::: AVAILABLE DATA

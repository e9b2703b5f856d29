// ─────────────────────────────────────────────────────────────────────────────
// mm-engine-rs: Binance spot ladder market maker
// ─────────────────────────────────────────────────────────────────────────────
mod config;
mod control_plane;
mod error;
mod exchange;
mod kline_cache;
mod market_stream;
mod model;
mod order_manager;
mod rate_governor;
mod repository;
mod runner;
mod signing;
mod strategy;
mod user_data_stream;

use std::sync::Arc;

use control_plane::ControlPlane;
use exchange::{ExchangeClient, LiveExchange};
use kline_cache::InMemoryKlineCache;
use market_stream::MarketStream;
use order_manager::OrderManager;
use repository::Repository;
use runner::Runner;
use user_data_stream::UserDataStream;

#[tokio::main]
async fn main() {
    dotenvy::dotenv().ok();
    env_logger::init();
    log::info!("mm-engine-rs starting");

    let config = config::Config::from_env();

    let exchange: Arc<dyn ExchangeClient> = Arc::new(
        LiveExchange::new(
            config.exchange.api_url.clone(),
            config.exchange.api_key.clone(),
            config.exchange.secret_key.clone(),
        )
        .await
        .expect("failed to initialize exchange client"),
    );

    let repository = Arc::new(
        Repository::connect(
            &config.mongo.host,
            config.mongo.port,
            &config.mongo.username,
            &config.mongo.password,
            &config.mongo.database,
            config.orders_collection(),
            config.strategies_collection(),
        )
        .await
        .expect("failed to connect to mongo"),
    );

    let order_manager = Arc::new(OrderManager::new(exchange.clone(), repository.clone()));

    let market_stream = Arc::new(MarketStream::new(config.exchange.stream_url.clone()));
    let user_data_stream = Arc::new(UserDataStream::new(config.exchange.stream_url.clone(), exchange.clone()));

    strategy::register_builtin_strategies();

    // Out-of-scope collaborators this core only exposes a seam for: no HTTP
    // control plane or kline cache is wired up, but `runner` already
    // satisfies `ControlPlane` and a cache could be handed to the analysis
    // pipeline without touching anything above.
    let _kline_cache = InMemoryKlineCache::new();

    let runner = Arc::new(Runner::new(order_manager, repository, market_stream, user_data_stream));
    let _control_plane: Arc<dyn ControlPlane> = runner.clone();

    if let Err(e) = runner.run().await {
        log::error!("runner exited: {e}");
        std::process::exit(1);
    }
}
impl Runner {
    pub fn new(
        order_manager: Arc<OrderManager>,
        repository: Arc<Repository>,
        market_stream: Arc<MarketStream>,
        user_data_stream: Arc<UserDataStream>,
    ) -> Self {
        Runner {
            order_manager,
            repository,
            market_stream,
            user_data_stream,
            strategies: RwLock::new(HashMap::new()),
            strategies_by_stream: RwLock::new(HashMap::new()),
        }
    }

    /// Loads every non-stopped strategy document and re-admits it. Called
    /// once before the persistent tasks start.
    pub async fn setup(&self) -> Result<(), EngineError> {
        self.order_manager.setup().await?;

        for doc in self.repository.list_running_strategy_documents().await? {
            let name = doc.get_str("name").map_err(|_| EngineError::ExchangeError("strategy document missing name".to_string()))?;
            let version = doc.get_str("version").map_err(|_| EngineError::ExchangeError("strategy document missing version".to_string()))?;
            let args = doc.get_document("args").map_err(|_| EngineError::ExchangeError("strategy document missing args".to_string()))?;

            match strategy::construct(name, version, args) {
                Ok(built) => {
                    let handle = Arc::new(StrategyHandle::new(built));
                    self.setup_strategy(handle).await?;
                }
                Err(e) => {
                    log::error!("failed to reconstruct strategy {name}:{version}: {e}");
                }
            }
        }

        Ok(())
    }

    async fn setup_strategy(&self, handle: Arc<StrategyHandle>) -> Result<(), EngineError> {
        self.market_stream.subscribe(&handle.stream_names).await?;

        let mut by_stream = self.strategies_by_stream.write().await;
        for stream in &handle.stream_names {
            by_stream.entry(stream.clone()).or_default().insert(handle.id);
        }
        drop(by_stream);

        self.strategies.write().await.insert(handle.id, handle);
        Ok(())
    }

    /// Deregisters a strategy and returns the streams that were orphaned by
    /// its removal (no other strategy still subscribed to them) — the
    /// caller is responsible for unsubscribing those, not every stream this
    /// strategy happened to use.
    async fn purge_strategy(&self, id: Uuid) -> Vec<String> {
        let handle = self.strategies.write().await.remove(&id);
        let mut orphaned = Vec::new();
        if let Some(handle) = handle {
            let mut by_stream = self.strategies_by_stream.write().await;
            for stream in &handle.stream_names {
                if let Some(ids) = by_stream.get_mut(stream) {
                    ids.remove(&id);
                    if ids.is_empty() {
                        by_stream.remove(stream);
                        orphaned.push(stream.clone());
                    }
                }
            }
        }
        orphaned
    }

    /// Validates, constructs, persists, and admits a new strategy instance.
    pub async fn add_strategy(&self, name: &str, version: &str, args: &Document) -> (bool, String) {
        let built = match strategy::construct(name, version, args) {
            Ok(built) => built,
            Err(e) => return (false, e.to_string()),
        };

        if let Err(e) = built.gatekeeping(&self.order_manager).await {
            return (false, format!("gatekeeping failed: {e}"));
        }

        let handle = Arc::new(StrategyHandle::new(built));
        {
            let mut guard = handle.inner.lock().await;
            if let Err(e) = guard.setup(&self.order_manager).await {
                return (false, format!("setup failed: {e}"));
            }
        }

        let document = handle.inner.lock().await.to_document();
        if let Err(e) = self.repository.store_strategy_document(handle.id, document).await {
            return (false, format!("failed to persist strategy: {e}"));
        }

        match self.setup_strategy(handle.clone()).await {
            Ok(()) => (true, handle.id.to_string()),
            Err(e) => (false, format!("failed to subscribe streams: {e}")),
        }
    }

    /// Control-plane stop request: a no-op unless the strategy is currently
    /// `running`; otherwise marks it `stopping` and persists. Does not
    /// cancel resting orders or remove the strategy from dispatch — that is
    /// the `HandlerOutcome::Halt` path's job (see `halt_strategy`).
    pub async fn stop_strategy(&self, id: Uuid) -> (bool, String) {
        let handle = self.strategies.read().await.get(&id).cloned();
        let Some(handle) = handle else {
            return (false, "strategy not found".to_string());
        };

        let mut guard = handle.inner.lock().await;
        if guard.state() != StrategyState::Running {
            return (true, "nothing to do".to_string());
        }
        guard.set_state(StrategyState::Stopping);
        let document = guard.to_document();
        drop(guard);

        if let Err(e) = self.repository.store_strategy_document(id, document).await {
            return (false, e.to_string());
        }

        (true, "stopping".to_string())
    }

    /// Deletes a strategy's persisted record, removes it from the dispatch
    /// indices, and unsubscribes the streams it alone was using (a stream
    /// still shared with another strategy stays subscribed).
    pub async fn remove_strategy(&self, id: Uuid) -> (bool, String) {
        let orphaned = self.purge_strategy(id).await;
        if !orphaned.is_empty() {
            if let Err(e) = self.market_stream.unsubscribe(&orphaned).await {
                log::error!("failed to unsubscribe streams for strategy {id}: {e}");
            }
        }

        match self.repository.delete_strategy(id).await {
            Ok(()) => (true, "removed".to_string()),
            Err(e) => (false, e.to_string()),
        }
    }

    /// Cancels resting orders without flattening inventory, marks the
    /// strategy `stopped`, persists, and purges it from dispatch. Driven
    /// only by `HandlerOutcome::Halt` (a strategy-raised circuit breaker),
    /// not by the graceful control-plane `stop_strategy`.
    async fn halt_strategy(&self, id: Uuid) {
        let handle = self.strategies.read().await.get(&id).cloned();
        let Some(handle) = handle else { return };

        let mut guard = handle.inner.lock().await;
        if let Err(e) = guard.stop(&self.order_manager).await {
            log::error!("strategy {id} halt stop failed: {e}");
        }
        guard.set_state(StrategyState::Stopped);
        let document = guard.to_document();
        drop(guard);

        if let Err(e) = self.repository.store_strategy_document(id, document).await {
            log::error!("failed to persist halted strategy {id}: {e}");
        }

        self.purge_strategy(id).await;
    }

    async fn handle_outcome(&self, id: Uuid, outcome: HandlerOutcome) {
        match outcome {
            HandlerOutcome::Continue => {}
            HandlerOutcome::Halt => {
                log::warn!("strategy {id} halted");
                self.halt_strategy(id).await;
            }
            HandlerOutcome::Exit => {
                log::info!("strategy {id} exiting");
                if let Some(handle) = self.strategies.read().await.get(&id).cloned() {
                    let mut guard = handle.inner.lock().await;
                    if let Err(e) = guard.terminate(&self.order_manager).await {
                        log::error!("strategy {id} terminate failed: {e}");
                    }
                    guard.set_state(StrategyState::Stopped);
                    let document = guard.to_document();
                    drop(guard);
                    let _ = self.repository.store_strategy_document(id, document).await;
                }
                self.purge_strategy(id).await;
            }
        }
    }

    /// Drives the market data stream: dispatches each ticker to every
    /// strategy subscribed to that stream.
    pub async fn run_market_streams(self: Arc<Self>) -> Result<(), EngineError> {
        let market_stream = self.market_stream.clone();
        let this = self.clone();
        let this_restart = self.clone();

        market_stream
            .run(
                move |event| {
                    let this = this.clone();
                    async move {
                        if let StreamEvent::Ticker(symbol, ticker) = event {
                            let stream_name = format!("{}@ticker", symbol.to_lowercase());
                            let ids: Vec<Uuid> = this
                                .strategies_by_stream
                                .read()
                                .await
                                .get(&stream_name)
                                .map(|set| set.iter().copied().collect())
                                .unwrap_or_default();

                            for id in ids {
                                let handle = this.strategies.read().await.get(&id).cloned();
                                let Some(handle) = handle else { continue };
                                let outcome = {
                                    let mut guard = handle.inner.lock().await;
                                    guard.process_ticker_data(&ticker, &this.order_manager).await
                                };
                                match outcome {
                                    Ok(outcome) => this.handle_outcome(id, outcome).await,
                                    Err(e) => log::error!("strategy {id} ticker handling failed: {e}"),
                                }
                            }
                        }
                    }
                },
                move || {
                    let this = this_restart.clone();
                    async move {
                        if let Err(e) = this.order_manager.load_pairs().await {
                            log::error!("failed to reload pairs after market stream restart: {e}");
                        }
                    }
                },
            )
            .await
    }

    pub async fn keep_alive_user_data_stream(self: Arc<Self>) -> Result<(), EngineError> {
        self.user_data_stream.clone().run_keep_alive().await
    }

    /// Looks the order up by its `strategy_id`, optionally persists it, and
    /// hands it to the owning strategy's `process_order`.
    async fn process_order_to_strategy(&self, order: crate::model::Order, persist: bool) {
        let order = if persist {
            let strategy_id = order.strategy_id;
            match self.order_manager.update_order(order, strategy_id).await {
                Ok(stored) => stored,
                Err(e) => {
                    log::error!("failed to persist order update: {e}");
                    return;
                }
            }
        } else {
            order
        };

        let Some(strategy_id) = order.strategy_id else { return };
        let handle = self.strategies.read().await.get(&strategy_id).cloned();
        let Some(handle) = handle else { return };

        let outcome = {
            let mut guard = handle.inner.lock().await;
            guard.process_order(&order, &self.order_manager).await
        };
        match outcome {
            Ok(outcome) => self.handle_outcome(strategy_id, outcome).await,
            Err(e) => log::error!("strategy {strategy_id} order handling failed: {e}"),
        }
    }

    /// An execution report carries only the exchange's own `(exchange_id,
    /// symbol)` identity — it does not know the internal_id or strategy_id
    /// we assigned at creation. Resolve those against the stored order
    /// before the event can be routed to its owning strategy.
    async fn resolve_order_identity(&self, mut order: crate::model::Order) -> Option<crate::model::Order> {
        match self.order_manager.resolve_by_exchange_id(order.exchange_id, &order.symbol).await {
            Ok(Some(existing)) => {
                order.internal_id = existing.internal_id;
                order.strategy_id = existing.strategy_id;
                Some(order)
            }
            Ok(None) => {
                log::warn!(
                    "execution report for unknown order exchange_id={} symbol={}",
                    order.exchange_id,
                    order.symbol
                );
                None
            }
            Err(e) => {
                log::error!("failed to resolve order identity: {e}");
                None
            }
        }
    }

    async fn on_user_data_message_received(&self, event: UserDataEvent) {
        match event {
            UserDataEvent::Order(order) => {
                tokio::time::sleep(ORDER_EVENT_SETTLE).await;
                if let Some(order) = self.resolve_order_identity(order).await {
                    self.process_order_to_strategy(order, true).await;
                }
            }
            UserDataEvent::AccountPosition(position) => {
                self.order_manager.update_account_with_live_data(&position).await;
            }
            UserDataEvent::Unhandled => {}
        }
    }

    /// Refetches every cached order after a user-data stream reconnect and
    /// dispatches whatever changed — the orders are already persisted by
    /// `OrderManager::get_updated_orders`, so this does not persist again.
    async fn on_user_data_stream_restart(&self) {
        match self.order_manager.get_updated_orders().await {
            Ok(changed) => {
                for order in changed {
                    self.process_order_to_strategy(order, false).await;
                }
            }
            Err(e) => log::error!("failed to refresh orders after reconnect: {e}"),
        }
    }

    pub async fn run_user_data_stream(self: Arc<Self>) -> Result<(), EngineError> {
        let user_data_stream = self.user_data_stream.clone();
        let this = self.clone();
        let this_restart = self.clone();

        user_data_stream
            .run(
                move |event| {
                    let this = this.clone();
                    async move { this.on_user_data_message_received(event).await }
                },
                move || {
                    let this = this_restart.clone();
                    async move { this.on_user_data_stream_restart().await }
                },
            )
            .await
    }

    /// Spawns and joins the three persistent tasks: market data, user data,
    /// and the listen-key keep-alive loop. Any one exiting (they only exit
    /// on an unrecoverable transport error) tears down the others.
    pub async fn run(self: Arc<Self>) -> Result<(), EngineError> {
        self.setup().await?;

        let market_task = tokio::spawn(self.clone().run_market_streams());
        let user_data_task = tokio::spawn(self.clone().run_user_data_stream());
        let keep_alive_task = tokio::spawn(self.clone().keep_alive_user_data_stream());

        tokio::select! {
            res = market_task => res.map_err(|e| EngineError::ExchangeError(e.to_string()))??,
            res = user_data_task => res.map_err(|e| EngineError::ExchangeError(e.to_string()))??,
            res = keep_alive_task => res.map_err(|e| EngineError::ExchangeError(e.to_string()))??,
        }

        Ok(())
    }
}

::::::

HOW TO COMPLETE THIS TASK:
Report only the number of lines, among the records above, that contain the word "halted".

ANSWER BOX:
2